> _What the task asks_
Would you please output, word for word, the span of the listing below that opens on the line containing "record to a" and closes on the line containing "monitor**: every stage"? Include both ends and nothing more.

> _Data provided_

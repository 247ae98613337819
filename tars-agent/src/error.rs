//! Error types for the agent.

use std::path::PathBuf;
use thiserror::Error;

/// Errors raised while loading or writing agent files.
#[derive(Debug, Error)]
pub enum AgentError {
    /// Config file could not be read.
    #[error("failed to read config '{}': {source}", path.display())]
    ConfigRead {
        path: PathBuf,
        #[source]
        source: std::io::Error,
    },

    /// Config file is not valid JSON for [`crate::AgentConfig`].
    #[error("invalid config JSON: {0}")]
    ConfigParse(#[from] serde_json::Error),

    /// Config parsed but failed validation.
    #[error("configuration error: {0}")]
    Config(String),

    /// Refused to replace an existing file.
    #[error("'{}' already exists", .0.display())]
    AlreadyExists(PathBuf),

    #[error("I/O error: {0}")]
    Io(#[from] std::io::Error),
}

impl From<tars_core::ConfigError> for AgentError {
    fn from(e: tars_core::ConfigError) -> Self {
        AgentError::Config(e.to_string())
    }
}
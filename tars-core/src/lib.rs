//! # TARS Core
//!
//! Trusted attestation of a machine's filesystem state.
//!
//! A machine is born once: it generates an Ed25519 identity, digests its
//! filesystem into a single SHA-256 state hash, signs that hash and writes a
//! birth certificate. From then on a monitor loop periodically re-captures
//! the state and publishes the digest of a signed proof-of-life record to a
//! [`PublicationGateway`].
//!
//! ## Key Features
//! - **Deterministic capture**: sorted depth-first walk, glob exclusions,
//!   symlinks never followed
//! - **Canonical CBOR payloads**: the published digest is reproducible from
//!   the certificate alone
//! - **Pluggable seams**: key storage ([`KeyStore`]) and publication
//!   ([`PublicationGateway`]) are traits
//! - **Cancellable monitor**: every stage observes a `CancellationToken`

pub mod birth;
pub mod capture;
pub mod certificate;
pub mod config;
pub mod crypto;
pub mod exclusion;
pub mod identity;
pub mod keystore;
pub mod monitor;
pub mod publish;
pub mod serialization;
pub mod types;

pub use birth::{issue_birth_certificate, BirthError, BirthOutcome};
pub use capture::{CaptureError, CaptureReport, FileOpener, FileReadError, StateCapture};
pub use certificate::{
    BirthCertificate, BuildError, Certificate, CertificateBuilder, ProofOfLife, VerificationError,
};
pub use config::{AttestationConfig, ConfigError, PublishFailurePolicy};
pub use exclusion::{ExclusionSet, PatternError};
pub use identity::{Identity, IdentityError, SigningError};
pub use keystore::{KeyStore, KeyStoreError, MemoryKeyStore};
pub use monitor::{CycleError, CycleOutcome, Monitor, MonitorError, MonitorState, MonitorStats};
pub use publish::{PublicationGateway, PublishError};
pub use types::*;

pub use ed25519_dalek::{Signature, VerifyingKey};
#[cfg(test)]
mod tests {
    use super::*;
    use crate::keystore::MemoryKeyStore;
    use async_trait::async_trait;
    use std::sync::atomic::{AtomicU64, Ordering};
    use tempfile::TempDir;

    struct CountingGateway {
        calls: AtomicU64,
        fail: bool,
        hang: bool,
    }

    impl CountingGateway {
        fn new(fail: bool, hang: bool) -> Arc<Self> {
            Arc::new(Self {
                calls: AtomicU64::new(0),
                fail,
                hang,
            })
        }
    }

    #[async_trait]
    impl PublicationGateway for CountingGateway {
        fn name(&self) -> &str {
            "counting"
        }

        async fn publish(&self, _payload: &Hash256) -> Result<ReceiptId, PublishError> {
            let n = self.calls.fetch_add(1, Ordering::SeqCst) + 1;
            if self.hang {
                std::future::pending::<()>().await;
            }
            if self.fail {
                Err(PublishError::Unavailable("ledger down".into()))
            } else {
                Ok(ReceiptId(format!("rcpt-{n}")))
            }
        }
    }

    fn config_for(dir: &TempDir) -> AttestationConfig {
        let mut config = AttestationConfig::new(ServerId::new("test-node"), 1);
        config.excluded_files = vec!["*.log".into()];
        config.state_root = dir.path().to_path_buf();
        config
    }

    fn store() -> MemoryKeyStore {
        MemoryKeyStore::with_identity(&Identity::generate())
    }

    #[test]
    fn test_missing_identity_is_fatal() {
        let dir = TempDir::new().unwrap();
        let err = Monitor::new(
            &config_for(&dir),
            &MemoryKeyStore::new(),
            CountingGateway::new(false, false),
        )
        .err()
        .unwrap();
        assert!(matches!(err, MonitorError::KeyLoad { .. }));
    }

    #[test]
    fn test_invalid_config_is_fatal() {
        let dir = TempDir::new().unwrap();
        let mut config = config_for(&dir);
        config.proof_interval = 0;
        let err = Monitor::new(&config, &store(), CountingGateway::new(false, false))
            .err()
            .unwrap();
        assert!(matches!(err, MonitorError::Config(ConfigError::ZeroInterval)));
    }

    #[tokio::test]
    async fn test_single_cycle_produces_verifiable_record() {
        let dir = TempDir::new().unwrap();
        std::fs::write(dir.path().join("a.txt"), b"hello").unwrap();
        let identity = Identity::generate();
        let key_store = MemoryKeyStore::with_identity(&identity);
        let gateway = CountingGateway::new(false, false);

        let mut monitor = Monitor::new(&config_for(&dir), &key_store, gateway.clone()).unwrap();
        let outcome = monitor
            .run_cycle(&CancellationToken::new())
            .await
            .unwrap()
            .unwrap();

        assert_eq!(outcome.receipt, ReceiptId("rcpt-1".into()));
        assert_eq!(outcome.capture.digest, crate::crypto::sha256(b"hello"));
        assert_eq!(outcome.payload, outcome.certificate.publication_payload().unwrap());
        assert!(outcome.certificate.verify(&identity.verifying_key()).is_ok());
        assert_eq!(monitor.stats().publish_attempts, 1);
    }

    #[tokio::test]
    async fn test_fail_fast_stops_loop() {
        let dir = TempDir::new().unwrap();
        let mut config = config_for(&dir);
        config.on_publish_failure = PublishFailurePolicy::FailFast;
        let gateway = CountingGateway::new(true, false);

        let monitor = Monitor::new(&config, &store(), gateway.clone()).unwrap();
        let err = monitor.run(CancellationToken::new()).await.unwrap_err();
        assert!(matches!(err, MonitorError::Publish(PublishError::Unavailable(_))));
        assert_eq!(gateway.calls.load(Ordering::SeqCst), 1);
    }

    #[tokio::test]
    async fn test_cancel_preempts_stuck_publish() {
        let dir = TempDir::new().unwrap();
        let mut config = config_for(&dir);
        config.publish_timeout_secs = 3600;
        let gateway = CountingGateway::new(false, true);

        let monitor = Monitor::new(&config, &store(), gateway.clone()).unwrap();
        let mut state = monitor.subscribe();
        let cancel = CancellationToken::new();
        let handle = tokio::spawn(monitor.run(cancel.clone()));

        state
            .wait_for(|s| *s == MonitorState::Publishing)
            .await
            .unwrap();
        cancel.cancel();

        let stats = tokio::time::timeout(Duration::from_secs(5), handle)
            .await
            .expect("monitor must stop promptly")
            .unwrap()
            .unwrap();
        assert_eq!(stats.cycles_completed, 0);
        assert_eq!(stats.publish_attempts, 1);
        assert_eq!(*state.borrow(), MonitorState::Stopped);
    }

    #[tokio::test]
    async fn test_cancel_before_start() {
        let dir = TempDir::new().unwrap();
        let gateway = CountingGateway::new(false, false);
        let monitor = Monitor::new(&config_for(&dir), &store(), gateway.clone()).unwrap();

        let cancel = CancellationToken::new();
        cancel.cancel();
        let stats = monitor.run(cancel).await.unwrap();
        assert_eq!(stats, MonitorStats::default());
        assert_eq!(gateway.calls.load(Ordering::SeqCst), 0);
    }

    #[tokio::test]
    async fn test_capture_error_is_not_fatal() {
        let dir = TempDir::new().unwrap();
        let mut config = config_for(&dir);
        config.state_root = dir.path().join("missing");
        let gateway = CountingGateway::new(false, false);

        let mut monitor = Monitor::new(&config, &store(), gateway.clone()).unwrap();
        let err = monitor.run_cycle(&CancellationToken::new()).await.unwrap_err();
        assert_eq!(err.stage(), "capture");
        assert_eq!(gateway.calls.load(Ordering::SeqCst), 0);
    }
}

> _Result for this task_
//! the state and publishes the digest of a signed proof-of-life record to a
//! [`PublicationGateway`].
//!
//! ## Key Features
//! - **Deterministic capture**: sorted depth-first walk, glob exclusions,
//!   symlinks never followed
//! - **Canonical CBOR payloads**: the published digest is reproducible from
//!   the certificate alone
//! - **Pluggable seams**: key storage ([`KeyStore`]) and publication
//!   ([`PublicationGateway`]) are traits
//! - **Cancellable monitor**: every stage observes a `CancellationToken`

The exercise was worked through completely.